L'histoire de ce garçon est tout à dire. De Ponte Lambro, de la périphérie milanaise froide au championnat du monde de Tokyo. Né à Fiquhe Ben Salah au Maroc il y a 29 ans, mais est arrivé en Italie, à Milan, à l'âge de deux ans avec ses parents, il grandit à Ponte Lambro et ne trouve pas de route plate devant lui. Là, il étudie et commence à s'entraîner et à rivaliser avec les couleurs de l'athlétisme Ricciardi. En 2015, il a remporté une bourse qui l'a amené à poursuivre ses études au Texas, à l'Université Lamar, et à les terminer quatre ans plus tard de l'Université de Syracuse où il a obtenu son diplôme en ingénierie. Il revient en Italie et déménage à Ferrara sous les ordres de Massimo Magnani à qui il doit beaucoup et ne l'oublie pas: « » Je suis reconnaissant pour ceux qui croyaient en moi, je suis heureux d'élever le tricolor et de me suivre beaucoup de gens: ma famille, l'entraîneur Massimo Magnani et tout le personnel qui m'a suivi. Ce bronze vient de rien, du logement public, et j'espère que mon histoire est d'inspiration pour tout le monde: quand vous le croyez assez, les rêves peuvent être réalisés. Mon père est sur le point d'aller travailler sur le pipeline et sera fier de moi. Dans cette médaille, il y a tout: des moments de déception dans lesquels je voulais abandonner, des larmes coulées dans la voiture seule, mais je l'ai fait «
Il donne à l'Italie la quatrième médaille de cette édition des championnats, même si le métal le plus précieux se poursuit. TrierJe prends un merveilleux bronze à la fin d'une course tactique avec un temps de 2h09: 53. C'est le couronnement d'une saison fantastique pour le champion d'Europe qui a triomphé en avril dans la première édition des championnats européens européens de la course à Lovanio, en Belgique. L'alphonce tanzanien Simbu gagne au photofinish avec un sprint à couper le souffle, en retour sur l'Amanal Petros allemand qui était au sommet à l'entrée du stade, un rien, encore moins que dans la finale du 100.

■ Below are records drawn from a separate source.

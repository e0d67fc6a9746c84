// File: src/validator.rs
// Purpose: Range checks applied before any table is generated

use serde::Serialize;
use thiserror::Error;

use crate::range::{Axis, RangeInput};

/// Largest absolute value accepted for any bound
pub const MAX_MAGNITUDE: u64 = 999;

/// Largest accepted difference between an axis' end and start
pub const MAX_SPAN: u64 = 25;

/// Why a `RangeInput` was rejected. Checked in declaration order.
#[derive(Debug, Clone, Copy, PartialEq, Eq, Hash, Error, Serialize)]
#[serde(rename_all = "lowercase")]
pub enum ValidationError {
    #[error("End values cannot be less than start values! Use the form to enter new values.")]
    Order,

    #[error("Values cannot be greater than 999! Use the form to enter new values.")]
    Magnitude,

    #[error("Values cannot differ by more than 25! Use the form to enter new values.")]
    Span,
}

impl ValidationError {
    pub fn kind(&self) -> &'static str {
        match self {
            ValidationError::Order => "order",
            ValidationError::Magnitude => "magnitude",
            ValidationError::Span => "span",
        }
    }
}

/// Check a parsed input against the ordering, magnitude and span rules,
/// stopping at the first failure.
///
/// This is the backstop for input that did not come through the form (for
/// example a query string), so its magnitude bound is looser than the form's.
pub fn validate(input: &RangeInput) -> Result<(), ValidationError> {
    if input.row_end < input.row_start || input.col_end < input.col_start {
        return Err(ValidationError::Order);
    }

    if input.values().iter().any(|v| v.unsigned_abs() > MAX_MAGNITUDE) {
        return Err(ValidationError::Magnitude);
    }

    if input.span(Axis::Row) > MAX_SPAN || input.span(Axis::Column) > MAX_SPAN {
        return Err(ValidationError::Span);
    }

    Ok(())
}

#[cfg(test)]
mod tests {
    use super::*;
    use rstest::rstest;

    #[rstest]
    #[case(RangeInput::new(1, 3, 1, 3))]
    #[case(RangeInput::new(-999, -974, 974, 999))]
    #[case(RangeInput::new(0, 0, 0, 0))]
    #[case(RangeInput::new(1, 26, -5, 20))]
    fn test_valid_inputs(#[case] input: RangeInput) {
        assert_eq!(validate(&input), Ok(()));
    }

    #[rstest]
    #[case(RangeInput::new(5, 2, 1, 1))]
    #[case(RangeInput::new(1, 1, 3, 2))]
    // ordering wins even when magnitude and span are also broken
    #[case(RangeInput::new(5000, -5000, 1, 1))]
    fn test_order_error(#[case] input: RangeInput) {
        assert_eq!(validate(&input), Err(ValidationError::Order));
    }

    #[rstest]
    #[case(RangeInput::new(1, 1000, 1, 1))]
    #[case(RangeInput::new(-1000, -990, 1, 1))]
    #[case(RangeInput::new(1, 1, 1000, 1001))]
    fn test_magnitude_error(#[case] input: RangeInput) {
        assert_eq!(validate(&input), Err(ValidationError::Magnitude));
    }

    #[rstest]
    #[case(RangeInput::new(1, 30, 1, 1))]
    #[case(RangeInput::new(1, 1, -13, 13))]
    fn test_span_error(#[case] input: RangeInput) {
        assert_eq!(validate(&input), Err(ValidationError::Span));
    }

    #[test]
    fn test_extreme_values_do_not_overflow() {
        let input = RangeInput::new(i64::MIN, i64::MAX, 0, 0);
        assert_eq!(validate(&input), Err(ValidationError::Magnitude));
    }

    #[test]
    fn test_messages() {
        assert_eq!(
            ValidationError::Span.to_string(),
            "Values cannot differ by more than 25! Use the form to enter new values."
        );
        assert_eq!(ValidationError::Order.kind(), "order");
    }
}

Dans l'histoire de la Coupe du monde celle de Aouani Il s'agit de la cinquième médaille bleue du marathon masculin après un argent (Vincenzo Modica 1999) et trois autres bronzes (Gelindo Bordin 1987, Stefano Baldini 2001 et 2003). Mais ce n'était pas le cas, car ce n'est jamais dans un marathon, une promenade. «Le quinzième kilomètre, des rumeurs de ma partie sombre qui veut me donner me donner pour me faire silencieuse immédiatement – il me dit – vers le milieu de la course, à une éponge, j'ai perdu l'un des deux lentilles de contact mais j'ai dit que je pouvais être suffisant. Je suis entré dans le stade et c'était magnifique, j'ai montré de l'or, mais les autres meilleurs états de moi. L'année dernière, j'ai vécu la déception de ne pas avoir été convoquée pour les Jeux olympiques, les deux derniers mois ont été très compliqués … « mais à la fin, les comptes reviennent.